Top of EXERCISE MATERIAL
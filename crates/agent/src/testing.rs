//! Scripted backends for exercising agents without a network.

use std::sync::Mutex;
use agora_core::error::ProviderError;
use agora_core::provider::{Provider, ProviderRequest, ProviderResponse, ToolCall};

/// A provider that replays a fixed sequence of outcomes and records every
/// request it receives.
///
/// Each call to `complete` returns the next scripted outcome. Calls past the
/// end of the script fail with `ProviderError::NotConfigured`.
pub struct ScriptedProvider {
    script: Mutex<Vec<Result<ProviderResponse, ProviderError>>>,
    requests: Mutex<Vec<ProviderRequest>>,
}

impl ScriptedProvider {
    pub fn new(script: Vec<Result<ProviderResponse, ProviderError>>) -> Self {
        Self {
            script: Mutex::new(script),
            requests: Mutex::new(Vec::new()),
        }
    }

    /// Replay plain text answers.
    pub fn texts(texts: &[&str]) -> Self {
        Self::new(texts.iter().map(|t| Ok(text_response(t))).collect())
    }

    /// Every request received so far, in order.
    pub fn requests(&self) -> Vec<ProviderRequest> {
        self.requests
            .lock()
            .unwrap_or_else(|e| e.into_inner())
            .clone()
    }

    pub fn call_count(&self) -> usize {
        self.requests.lock().unwrap_or_else(|e| e.into_inner()).len()
    }
}

#[async_trait::async_trait]
impl Provider for ScriptedProvider {
    fn name(&self) -> &str {
        "scripted"
    }

    async fn complete(&self, request: ProviderRequest) -> Result<ProviderResponse, ProviderError> {
        let call = {
            let mut requests = self.requests.lock().unwrap_or_else(|e| e.into_inner());
            requests.push(request);
            requests.len() - 1
        };

        let script = self.script.lock().unwrap_or_else(|e| e.into_inner());
        script.get(call).cloned().unwrap_or_else(|| {
            Err(ProviderError::NotConfigured(format!(
                "scripted provider has no answer for call #{call} (have {})",
                script.len()
            )))
        })
    }
}

/// A text-only response.
pub fn text_response(text: &str) -> ProviderResponse {
    ProviderResponse::text(text, "scripted-model")
}

/// A response selecting one tool with the given JSON arguments.
pub fn tool_response(name: &str, arguments: serde_json::Value) -> ProviderResponse {
    ProviderResponse {
        text: String::new(),
        tool_calls: vec![ToolCall {
            id: format!("call_{name}"),
            name: name.to_string(),
            arguments: arguments.to_string(),
        }],
        usage: None,
        model: "scripted-model".into(),
    }
}
//! `agora show` — Print an exported room.

use std::path::Path;
use agora_core::ChatRoom;

pub fn run(path: &Path) -> Result<(), Box<dyn std::error::Error>> {
    let room = ChatRoom::load(path).map_err(|e| format!("Cannot read {}: {e}", path.display()))?;

    println!("💬 {} ({} messages)", room.name(), room.len());
    println!("{}", "=".repeat(room.name().chars().count() + 3));
    println!("{}", room.render());

    Ok(())
}
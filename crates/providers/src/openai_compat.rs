//! OpenAI-compatible provider implementation.
//!
//! Works with: OpenAI, OpenRouter, Ollama, vLLM, Groq, Together AI and any
//! endpoint exposing `/v1/chat/completions` with function calling.

use async_trait::async_trait;
use agora_core::error::ProviderError;
use agora_core::message::PromptMessage;
use agora_core::provider::*;
use serde::{Deserialize, Serialize};
use tracing::{debug, warn};

/// An OpenAI-compatible completion backend.
pub struct OpenAiCompatProvider {
    name: String,
    base_url: String,
    api_key: String,
    client: reqwest::Client,
}

impl OpenAiCompatProvider {
    /// Create a new OpenAI-compatible provider.
    pub fn new(
        name: impl Into<String>,
        base_url: impl Into<String>,
        api_key: impl Into<String>,
    ) -> Self {
        let client = reqwest::Client::builder()
            .timeout(std::time::Duration::from_secs(120))
            .build()
            .unwrap_or_else(|e| {
                warn!(error = %e, "Falling back to default HTTP client");
                reqwest::Client::new()
            });

        Self {
            name: name.into(),
            base_url: base_url.into().trim_end_matches('/').to_string(),
            api_key: api_key.into(),
            client,
        }
    }

    /// Create an OpenRouter provider (convenience constructor).
    pub fn openrouter(api_key: impl Into<String>) -> Self {
        Self::new("openrouter", "https://openrouter.ai/api/v1", api_key)
    }

    /// Create an OpenAI provider (convenience constructor).
    pub fn openai(api_key: impl Into<String>) -> Self {
        Self::new("openai", "https://api.openai.com/v1", api_key)
    }

    /// Create an Ollama provider (convenience constructor).
    pub fn ollama(base_url: Option<&str>) -> Self {
        Self::new(
            "ollama",
            base_url.unwrap_or("http://localhost:11434/v1"),
            "ollama", // Ollama doesn't need a real key
        )
    }

    pub fn base_url(&self) -> &str {
        &self.base_url
    }

    /// Convert prompt messages to OpenAI API format.
    fn to_api_messages(messages: &[PromptMessage]) -> Vec<ApiMessage> {
        messages
            .iter()
            .map(|m| ApiMessage {
                role: m.role.as_str().to_string(),
                content: Some(m.content.clone()),
                tool_calls: None,
            })
            .collect()
    }

    /// Convert tool definitions to OpenAI API format.
    fn to_api_tools(tools: &[ToolDefinition]) -> Vec<ApiToolDefinition> {
        tools
            .iter()
            .map(|t| ApiToolDefinition {
                r#type: "function".into(),
                function: ApiToolFunction {
                    name: t.name.clone(),
                    description: t.description.clone(),
                    parameters: t.parameters.clone(),
                },
            })
            .collect()
    }

    /// Build the JSON request body.
    fn request_body(request: &ProviderRequest) -> serde_json::Value {
        let mut body = serde_json::json!({
            "model": request.model,
            "messages": Self::to_api_messages(&request.messages),
            "temperature": request.temperature,
            "stream": false,
        });

        if let Some(max_tokens) = request.max_tokens {
            body["max_tokens"] = serde_json::json!(max_tokens);
        }

        if !request.tools.is_empty() {
            body["tools"] = serde_json::json!(Self::to_api_tools(&request.tools));
        }

        body
    }

    /// Convert a parsed API response into our response type.
    fn from_api_response(api_response: ApiResponse) -> Result<ProviderResponse, ProviderError> {
        let choice = api_response
            .choices
            .into_iter()
            .next()
            .ok_or_else(|| ProviderError::ApiError {
                status_code: 200,
                message: "No choices in response".into(),
            })?;

        let tool_calls = choice
            .message
            .tool_calls
            .unwrap_or_default()
            .into_iter()
            .map(|tc| ToolCall {
                id: tc.id,
                name: tc.function.name,
                arguments: tc.function.arguments,
            })
            .collect();

        Ok(ProviderResponse {
            text: choice.message.content.unwrap_or_default(),
            tool_calls,
            usage: api_response.usage.map(|u| Usage {
                prompt_tokens: u.prompt_tokens,
                completion_tokens: u.completion_tokens,
                total_tokens: u.total_tokens,
            }),
            model: api_response.model,
        })
    }
}

#[async_trait]
impl Provider for OpenAiCompatProvider {
    fn name(&self) -> &str {
        &self.name
    }

    async fn complete(
        &self,
        request: ProviderRequest,
    ) -> std::result::Result<ProviderResponse, ProviderError> {
        let url = format!("{}/chat/completions", self.base_url);
        let body = Self::request_body(&request);

        debug!(
            provider = %self.name,
            model = %request.model,
            tools = request.tools.len(),
            "Sending completion request"
        );

        let response = self
            .client
            .post(&url)
            .header("Authorization", format!("Bearer {}", self.api_key))
            .header("Content-Type", "application/json")
            .json(&body)
            .send()
            .await
            .map_err(|e| {
                if e.is_timeout() {
                    ProviderError::Timeout(e.to_string())
                } else {
                    ProviderError::Network(e.to_string())
                }
            })?;

        let status = response.status().as_u16();

        if status == 429 {
            return Err(ProviderError::RateLimited {
                retry_after_secs: 5,
            });
        }

        if status == 401 || status == 403 {
            return Err(ProviderError::AuthenticationFailed(
                "Invalid API key or insufficient permissions".into(),
            ));
        }

        if status == 404 {
            return Err(ProviderError::ModelNotFound(request.model));
        }

        if status != 200 {
            let error_body = response.text().await.unwrap_or_default();
            warn!(status, body = %error_body, "Provider returned error");
            return Err(ProviderError::ApiError {
                status_code: status,
                message: error_body,
            });
        }

        let api_response: ApiResponse =
            response.json().await.map_err(|e| ProviderError::ApiError {
                status_code: 200,
                message: format!("Failed to parse response: {e}"),
            })?;

        Self::from_api_response(api_response)
    }

    async fn health_check(&self) -> std::result::Result<bool, ProviderError> {
        let url = format!("{}/models", self.base_url);
        let response = self
            .client
            .get(&url)
            .header("Authorization", format!("Bearer {}", self.api_key))
            .send()
            .await
            .map_err(|e| ProviderError::Network(e.to_string()))?;

        Ok(response.status().is_success())
    }
}

// --- OpenAI API types (internal) ---

#[derive(Debug, Serialize, Deserialize)]
struct ApiMessage {
    role: String,
    #[serde(skip_serializing_if = "Option::is_none")]
    content: Option<String>,
    #[serde(skip_serializing_if = "Option::is_none")]
    tool_calls: Option<Vec<ApiToolCall>>,
}

#[derive(Debug, Serialize, Deserialize)]
struct ApiToolCall {
    id: String,
    r#type: String,
    function: ApiFunction,
}

#[derive(Debug, Serialize, Deserialize)]
struct ApiFunction {
    name: String,
    arguments: String,
}

#[derive(Debug, Serialize, Deserialize)]
struct ApiToolDefinition {
    r#type: String,
    function: ApiToolFunction,
}

#[derive(Debug, Serialize, Deserialize)]
struct ApiToolFunction {
    name: String,
    description: String,
    parameters: serde_json::Value,
}

#[derive(Debug, Deserialize)]
struct ApiResponse {
    model: String,
    choices: Vec<ApiChoice>,
    usage: Option<ApiUsage>,
}

#[derive(Debug, Deserialize)]
struct ApiChoice {
    message: ApiMessage,
}

#[derive(Debug, Deserialize)]
struct ApiUsage {
    prompt_tokens: u32,
    completion_tokens: u32,
    total_tokens: u32,
}

#[cfg(test)]
mod tests {
    use super::*;

    #[test]
    fn openrouter_constructor() {
        let provider = OpenAiCompatProvider::openrouter("sk-test");
        assert_eq!(provider.name(), "openrouter");
        assert!(provider.base_url().contains("openrouter.ai"));
    }

    #[test]
    fn ollama_constructor() {
        let provider = OpenAiCompatProvider::ollama(None);
        assert_eq!(provider.name(), "ollama");
        assert!(provider.base_url().contains("localhost:11434"));
    }

    #[test]
    fn trailing_slash_trimmed() {
        let provider = OpenAiCompatProvider::new("x", "http://host/v1/", "k");
        assert_eq!(provider.base_url(), "http://host/v1");
    }

    #[test]
    fn message_conversion() {
        let messages = vec![
            PromptMessage::system("You are helpful"),
            PromptMessage::user("Hello"),
            PromptMessage::assistant("Hi"),
        ];
        let api_messages = OpenAiCompatProvider::to_api_messages(&messages);
        let roles: Vec<_> = api_messages.iter().map(|m| m.role.as_str()).collect();
        assert_eq!(roles, vec!["system", "user", "assistant"]);
    }

    #[test]
    fn request_body_includes_tools_only_when_present() {
        let plain = ProviderRequest::new("gpt-4o-mini", vec![PromptMessage::user("hi")]);
        let body = OpenAiCompatProvider::request_body(&plain);
        assert!(body.get("tools").is_none());
        assert_eq!(body["model"], "gpt-4o-mini");

        let with_tools = plain.with_tools(vec![ToolDefinition {
            name: "store".into(),
            description: "Store something".into(),
            parameters: serde_json::json!({"type": "object"}),
        }]);
        let body = OpenAiCompatProvider::request_body(&with_tools);
        assert_eq!(body["tools"][0]["type"], "function");
        assert_eq!(body["tools"][0]["function"]["name"], "store");
    }

    #[test]
    fn parse_text_response() {
        let data = r#"{
            "model": "gpt-4o-mini",
            "choices": [{"message": {"role": "assistant", "content": "yes"}}],
            "usage": {"prompt_tokens": 3, "completion_tokens": 1, "total_tokens": 4}
        }"#;
        let api: ApiResponse = serde_json::from_str(data).unwrap();
        let resp = OpenAiCompatProvider::from_api_response(api).unwrap();
        assert_eq!(resp.text, "yes");
        assert!(resp.tool_calls.is_empty());
        assert_eq!(resp.usage.unwrap().total_tokens, 4);
    }

    #[test]
    fn parse_tool_call_response() {
        let data = r#"{
            "model": "gpt-4o-mini",
            "choices": [{"message": {"role": "assistant", "content": null, "tool_calls": [
                {"id": "call_1", "type": "function",
                 "function": {"name": "store", "arguments": "{\"key\":\"color\",\"value\":\"blue\"}"}}
            ]}}]
        }"#;
        let api: ApiResponse = serde_json::from_str(data).unwrap();
        let resp = OpenAiCompatProvider::from_api_response(api).unwrap();
        assert_eq!(resp.text, "");
        let call = resp.selected_tool().unwrap();
        assert_eq!(call.name, "store");
        assert!(call.arguments.contains("color"));
    }

    #[test]
    fn empty_choices_is_an_error() {
        let api: ApiResponse = serde_json::from_str(r#"{"model": "m", "choices": []}"#).unwrap();
        assert!(OpenAiCompatProvider::from_api_response(api).is_err());
    }
}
Bottom of EXERCISE MATERIAL
[DESCRIPTION OF THE TASK]: A single number is the answer here: how many lines above carry the string "ApiError"?

[SOLUTION BELOW]: 3